Silver Borgel cased trench watch, 1915

Last updated on January 7, 2021

Anyone who has read some of my previous posts will know that a Borgel trench watch is high of my wish list. I like to turnover my collection, buying a watch and admiring it for a while. I will wear it to a few events and then sell it on to fund my next purchase. However, the Borgel is just about the Holy Grail for me, so when I do get one, it is likely to be part of my permanent collection. I am on the constant lookout for World War 1 period Borgel watch and stumbled across this fine example recently. It is a silver Borgel cased trench watch made by the General Watch Company in 1915.

GWC Borgel 1915 dial. © The Vintage Wrist Watch Company

The General Watch Company

The history of the General Watch Company watch goes back to 1848, when a Louis Brandt established a business as a watchmaker. In the beginning Brandt assembled key-wound pocket watches made from parts supplied by local craftsmen. He sold his watches throughout Europe, with England being his primary market.
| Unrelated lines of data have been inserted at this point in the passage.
use axum::{
    body::Body,
    extract::State,
    http::Request,
    middleware::Next,
    response::Response,
};

use crate::{
    AppState,
    error::AppError,
    routes::{permissions::model::Permission, roles::model::Role},
    utils::Claims,
};

pub const SUPER_ADMIN: &str = "super_admin";
pub const ADMIN: &str = "admin";

/// 管理接口默认要求的角色集合
pub const ADMIN_ROLES: &[&str] = &[SUPER_ADMIN, ADMIN];

/// 路由声明的必需角色代码，命中任意一个即放行
#[derive(Debug, Clone, Copy)]
pub struct RequiredRoles(pub &'static [&'static str]);

/// 路由声明的必需权限代码，与 [`RequiredRoles`] 之间是“或”的关系
#[derive(Debug, Clone, Copy)]
pub struct RequiredPermissions(pub &'static [&'static str]);

/// 授权中间件：将调用者的角色展开为权限全集后与路由声明求交
pub async fn roles_guard(
    State(state): State<AppState>,
    req: Request<Body>,
    next: Next,
) -> Result<Response, AppError> {
    let claims = req
        .extensions()
        .get::<Claims>()
        .cloned()
        .ok_or_else(|| AppError::Unauthorized("缺少访问令牌".into()))?;

    let required_roles = req.extensions().get::<RequiredRoles>().copied();
    let required_permissions = req.extensions().get::<RequiredPermissions>().copied();

    // 未声明任何要求的路由，认证通过即可访问
    if required_roles.is_none() && required_permissions.is_none() {
        return Ok(next.run(req).await);
    }

    if let Some(RequiredRoles(required)) = required_roles {
        let role_codes = Role::codes_for_user(&state.pool, claims.sub).await?;
        if intersects(required, &role_codes) {
            return Ok(next.run(req).await);
        }
    }

    if let Some(RequiredPermissions(required)) = required_permissions {
        let permission_codes = Permission::codes_for_user(&state.pool, claims.sub).await?;
        if intersects(required, &permission_codes) {
            return Ok(next.run(req).await);
        }
    }

    Err(AppError::Forbidden("权限不足".into()))
}

fn intersects(required: &[&str], owned: &[String]) -> bool {
    required.iter().any(|r| owned.iter().any(|o| o == r))
}

#[cfg(test)]
mod tests {
    use super::*;

    #[test]
    fn intersection_is_or_semantics() {
        let owned = vec!["user".to_string(), "admin".to_string()];
        assert!(intersects(&["super_admin", "admin"], &owned));
        assert!(!intersects(&["super_admin"], &owned));
        assert!(!intersects(&[], &owned));
        assert!(!intersects(&["admin"], &[]));
    }
}
use axum::{
    body::Body,
    http::{HeaderValue, Request},
    middleware::Next,
    response::Response,
};
use uuid::Uuid;

const REQUEST_ID_HEADER: &str = "x-request-id";

/// 请求ID中间件：透传上游带来的ID，没有则生成一个并回写到响应头
pub async fn request_id(req: Request<Body>, next: Next) -> Response {
    let id = req
        .headers()
        .get(REQUEST_ID_HEADER)
        .and_then(|h| h.to_str().ok())
        .map(|s| s.to_string())
        .unwrap_or_else(|| Uuid::new_v4().to_string());

    let mut response = next.run(req).await;

    if let Ok(value) = HeaderValue::from_str(&id) {
        response.headers_mut().insert(REQUEST_ID_HEADER, value);
    }

    response
}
Louis Brandt died in 1879 and his sons, Louis-Paul and César, took over the family business.

In 1880, Louis-Paul and César set up an in-house watch manufacturing business, La Generale Watch Co (General Watch Company). Obviously, brand names for their product were required and the two brothers selected a number of names for their watches. One of these brands was Helvetia, which is the female personification of the Swiss nation.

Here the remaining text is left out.